-- Information provided follows --

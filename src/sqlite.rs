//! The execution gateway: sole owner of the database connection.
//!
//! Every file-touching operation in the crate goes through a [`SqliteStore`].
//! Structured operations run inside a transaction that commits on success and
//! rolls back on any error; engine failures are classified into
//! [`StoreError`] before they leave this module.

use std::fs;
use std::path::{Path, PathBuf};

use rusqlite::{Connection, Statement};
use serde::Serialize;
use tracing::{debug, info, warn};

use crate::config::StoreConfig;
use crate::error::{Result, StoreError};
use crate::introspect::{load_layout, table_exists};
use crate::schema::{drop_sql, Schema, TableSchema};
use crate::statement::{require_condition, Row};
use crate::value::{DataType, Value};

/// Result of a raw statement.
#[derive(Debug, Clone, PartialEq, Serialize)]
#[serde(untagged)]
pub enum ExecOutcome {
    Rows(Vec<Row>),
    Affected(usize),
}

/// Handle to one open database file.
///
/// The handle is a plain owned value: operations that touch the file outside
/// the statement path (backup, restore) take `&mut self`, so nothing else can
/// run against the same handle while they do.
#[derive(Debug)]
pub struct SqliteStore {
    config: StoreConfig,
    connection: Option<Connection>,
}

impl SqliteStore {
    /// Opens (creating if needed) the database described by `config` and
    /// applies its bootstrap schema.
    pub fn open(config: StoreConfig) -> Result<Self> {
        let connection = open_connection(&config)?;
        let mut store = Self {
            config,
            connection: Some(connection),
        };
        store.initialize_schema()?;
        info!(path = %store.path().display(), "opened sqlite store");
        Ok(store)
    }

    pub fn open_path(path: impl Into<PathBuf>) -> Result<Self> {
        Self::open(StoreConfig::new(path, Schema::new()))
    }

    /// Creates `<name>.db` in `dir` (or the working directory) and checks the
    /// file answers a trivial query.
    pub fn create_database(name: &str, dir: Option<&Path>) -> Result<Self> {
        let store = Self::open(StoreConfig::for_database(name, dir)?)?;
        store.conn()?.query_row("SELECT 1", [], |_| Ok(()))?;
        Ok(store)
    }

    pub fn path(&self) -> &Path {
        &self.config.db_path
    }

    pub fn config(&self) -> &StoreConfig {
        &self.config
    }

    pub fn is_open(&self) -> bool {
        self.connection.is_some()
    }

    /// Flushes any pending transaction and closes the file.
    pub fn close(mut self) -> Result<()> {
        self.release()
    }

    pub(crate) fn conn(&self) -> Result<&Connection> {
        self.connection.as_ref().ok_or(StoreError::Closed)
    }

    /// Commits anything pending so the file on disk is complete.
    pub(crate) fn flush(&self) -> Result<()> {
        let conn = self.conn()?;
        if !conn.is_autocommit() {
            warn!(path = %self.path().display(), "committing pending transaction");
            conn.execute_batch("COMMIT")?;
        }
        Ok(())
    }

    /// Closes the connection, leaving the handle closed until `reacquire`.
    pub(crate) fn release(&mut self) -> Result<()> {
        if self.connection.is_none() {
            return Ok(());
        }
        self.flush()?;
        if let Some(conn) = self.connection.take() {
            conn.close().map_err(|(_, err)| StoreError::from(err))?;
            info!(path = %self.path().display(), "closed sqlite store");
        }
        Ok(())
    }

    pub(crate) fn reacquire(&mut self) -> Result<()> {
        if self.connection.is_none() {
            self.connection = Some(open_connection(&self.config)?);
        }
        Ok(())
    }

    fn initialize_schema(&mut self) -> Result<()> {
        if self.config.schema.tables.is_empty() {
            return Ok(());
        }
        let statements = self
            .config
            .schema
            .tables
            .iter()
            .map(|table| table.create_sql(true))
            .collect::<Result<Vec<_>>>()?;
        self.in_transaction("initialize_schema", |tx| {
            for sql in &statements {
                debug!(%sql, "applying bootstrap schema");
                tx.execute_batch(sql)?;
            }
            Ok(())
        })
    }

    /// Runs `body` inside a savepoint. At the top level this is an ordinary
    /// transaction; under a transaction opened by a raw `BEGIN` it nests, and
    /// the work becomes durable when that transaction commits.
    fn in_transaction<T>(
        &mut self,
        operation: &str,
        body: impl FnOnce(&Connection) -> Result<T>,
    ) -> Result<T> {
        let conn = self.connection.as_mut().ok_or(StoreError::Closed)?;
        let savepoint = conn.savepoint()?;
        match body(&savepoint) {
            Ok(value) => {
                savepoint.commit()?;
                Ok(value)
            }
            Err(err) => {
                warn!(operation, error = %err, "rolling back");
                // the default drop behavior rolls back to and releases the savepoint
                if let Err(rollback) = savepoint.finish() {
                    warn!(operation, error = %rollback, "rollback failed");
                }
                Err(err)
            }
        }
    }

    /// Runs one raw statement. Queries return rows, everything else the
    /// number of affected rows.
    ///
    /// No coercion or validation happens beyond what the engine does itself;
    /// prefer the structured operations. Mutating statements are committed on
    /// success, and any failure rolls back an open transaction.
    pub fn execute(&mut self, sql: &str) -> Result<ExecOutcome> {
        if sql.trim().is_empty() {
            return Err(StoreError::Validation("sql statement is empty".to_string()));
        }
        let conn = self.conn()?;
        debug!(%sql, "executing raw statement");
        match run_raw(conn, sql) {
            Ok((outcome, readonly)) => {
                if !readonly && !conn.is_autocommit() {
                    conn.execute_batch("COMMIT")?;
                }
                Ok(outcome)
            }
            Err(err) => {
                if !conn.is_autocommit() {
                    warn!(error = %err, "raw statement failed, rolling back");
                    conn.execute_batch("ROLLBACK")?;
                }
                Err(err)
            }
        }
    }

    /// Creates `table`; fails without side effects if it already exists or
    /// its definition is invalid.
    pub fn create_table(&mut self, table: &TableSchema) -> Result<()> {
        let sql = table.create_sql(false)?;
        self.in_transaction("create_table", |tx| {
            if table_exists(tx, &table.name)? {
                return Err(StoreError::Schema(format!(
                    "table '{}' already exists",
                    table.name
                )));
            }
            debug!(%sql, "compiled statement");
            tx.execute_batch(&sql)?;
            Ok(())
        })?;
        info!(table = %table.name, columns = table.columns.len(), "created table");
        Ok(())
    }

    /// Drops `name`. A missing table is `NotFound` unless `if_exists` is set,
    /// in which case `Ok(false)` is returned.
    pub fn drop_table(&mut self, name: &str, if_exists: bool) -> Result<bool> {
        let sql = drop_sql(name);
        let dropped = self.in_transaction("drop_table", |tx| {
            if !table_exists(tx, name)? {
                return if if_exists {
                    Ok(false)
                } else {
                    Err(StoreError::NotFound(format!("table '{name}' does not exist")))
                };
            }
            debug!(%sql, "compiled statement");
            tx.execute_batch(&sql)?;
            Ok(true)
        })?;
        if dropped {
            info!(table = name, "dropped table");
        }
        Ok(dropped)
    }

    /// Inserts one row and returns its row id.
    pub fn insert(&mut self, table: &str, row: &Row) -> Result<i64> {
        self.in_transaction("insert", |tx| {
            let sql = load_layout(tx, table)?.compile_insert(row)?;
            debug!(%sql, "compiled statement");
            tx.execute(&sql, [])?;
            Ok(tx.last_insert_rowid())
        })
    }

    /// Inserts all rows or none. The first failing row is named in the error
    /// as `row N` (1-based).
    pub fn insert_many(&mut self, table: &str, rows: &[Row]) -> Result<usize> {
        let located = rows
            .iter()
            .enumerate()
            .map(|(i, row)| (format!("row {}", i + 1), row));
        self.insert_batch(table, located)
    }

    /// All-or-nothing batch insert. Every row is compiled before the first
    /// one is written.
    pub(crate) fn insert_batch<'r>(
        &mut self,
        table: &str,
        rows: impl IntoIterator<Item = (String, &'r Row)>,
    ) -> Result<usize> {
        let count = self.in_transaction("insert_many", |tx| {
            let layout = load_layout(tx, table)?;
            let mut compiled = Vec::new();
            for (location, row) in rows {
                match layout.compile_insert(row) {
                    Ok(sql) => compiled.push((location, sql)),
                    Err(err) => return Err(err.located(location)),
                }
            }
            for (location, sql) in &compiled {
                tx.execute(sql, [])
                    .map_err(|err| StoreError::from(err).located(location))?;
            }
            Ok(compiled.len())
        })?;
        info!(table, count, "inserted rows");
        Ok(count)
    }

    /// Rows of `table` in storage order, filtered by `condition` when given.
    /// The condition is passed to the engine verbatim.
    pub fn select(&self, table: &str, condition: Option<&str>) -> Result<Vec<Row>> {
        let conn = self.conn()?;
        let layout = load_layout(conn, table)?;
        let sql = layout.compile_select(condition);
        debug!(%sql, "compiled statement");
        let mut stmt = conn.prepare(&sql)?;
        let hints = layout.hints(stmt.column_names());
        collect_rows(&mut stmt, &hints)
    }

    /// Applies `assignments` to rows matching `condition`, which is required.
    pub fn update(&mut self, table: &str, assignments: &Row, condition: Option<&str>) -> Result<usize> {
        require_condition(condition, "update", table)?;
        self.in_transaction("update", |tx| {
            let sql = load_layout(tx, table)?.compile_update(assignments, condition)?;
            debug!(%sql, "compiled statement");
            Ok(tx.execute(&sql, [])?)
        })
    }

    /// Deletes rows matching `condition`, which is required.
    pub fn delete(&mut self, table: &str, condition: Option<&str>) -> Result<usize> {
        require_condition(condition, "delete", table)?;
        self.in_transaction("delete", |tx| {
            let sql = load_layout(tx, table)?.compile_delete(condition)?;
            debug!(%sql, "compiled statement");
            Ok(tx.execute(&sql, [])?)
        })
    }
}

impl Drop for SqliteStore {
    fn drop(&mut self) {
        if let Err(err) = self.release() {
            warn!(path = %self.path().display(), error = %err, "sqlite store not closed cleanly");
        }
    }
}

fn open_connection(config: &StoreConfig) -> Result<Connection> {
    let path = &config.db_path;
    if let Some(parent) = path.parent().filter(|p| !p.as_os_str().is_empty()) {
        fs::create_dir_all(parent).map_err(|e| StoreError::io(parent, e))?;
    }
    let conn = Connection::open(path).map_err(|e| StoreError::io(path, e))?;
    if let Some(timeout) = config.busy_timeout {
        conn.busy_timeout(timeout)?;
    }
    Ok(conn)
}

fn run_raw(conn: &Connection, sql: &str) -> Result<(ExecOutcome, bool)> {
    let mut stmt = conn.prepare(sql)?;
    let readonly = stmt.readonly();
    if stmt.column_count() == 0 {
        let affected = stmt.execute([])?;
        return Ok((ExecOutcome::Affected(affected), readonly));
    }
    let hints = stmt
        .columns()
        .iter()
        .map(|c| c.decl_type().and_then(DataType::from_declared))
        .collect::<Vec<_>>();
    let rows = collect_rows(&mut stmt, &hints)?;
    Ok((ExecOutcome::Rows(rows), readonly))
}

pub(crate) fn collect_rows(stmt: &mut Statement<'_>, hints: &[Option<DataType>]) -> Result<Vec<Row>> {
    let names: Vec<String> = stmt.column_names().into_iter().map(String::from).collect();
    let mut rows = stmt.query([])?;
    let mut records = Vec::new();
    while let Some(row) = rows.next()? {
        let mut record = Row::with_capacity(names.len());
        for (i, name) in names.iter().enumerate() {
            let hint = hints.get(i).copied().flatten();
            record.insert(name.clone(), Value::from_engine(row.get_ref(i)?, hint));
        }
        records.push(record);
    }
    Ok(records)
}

-- Information provided concluded --

## Exercise aim
Could you please find every line of the listing above holding the string "else" and copy it?

## Solution to the problem
/// the statement path (backup, restore) take `&mut self`, so nothing else can
    /// Runs one raw statement. Queries return rows, everything else the
                } else {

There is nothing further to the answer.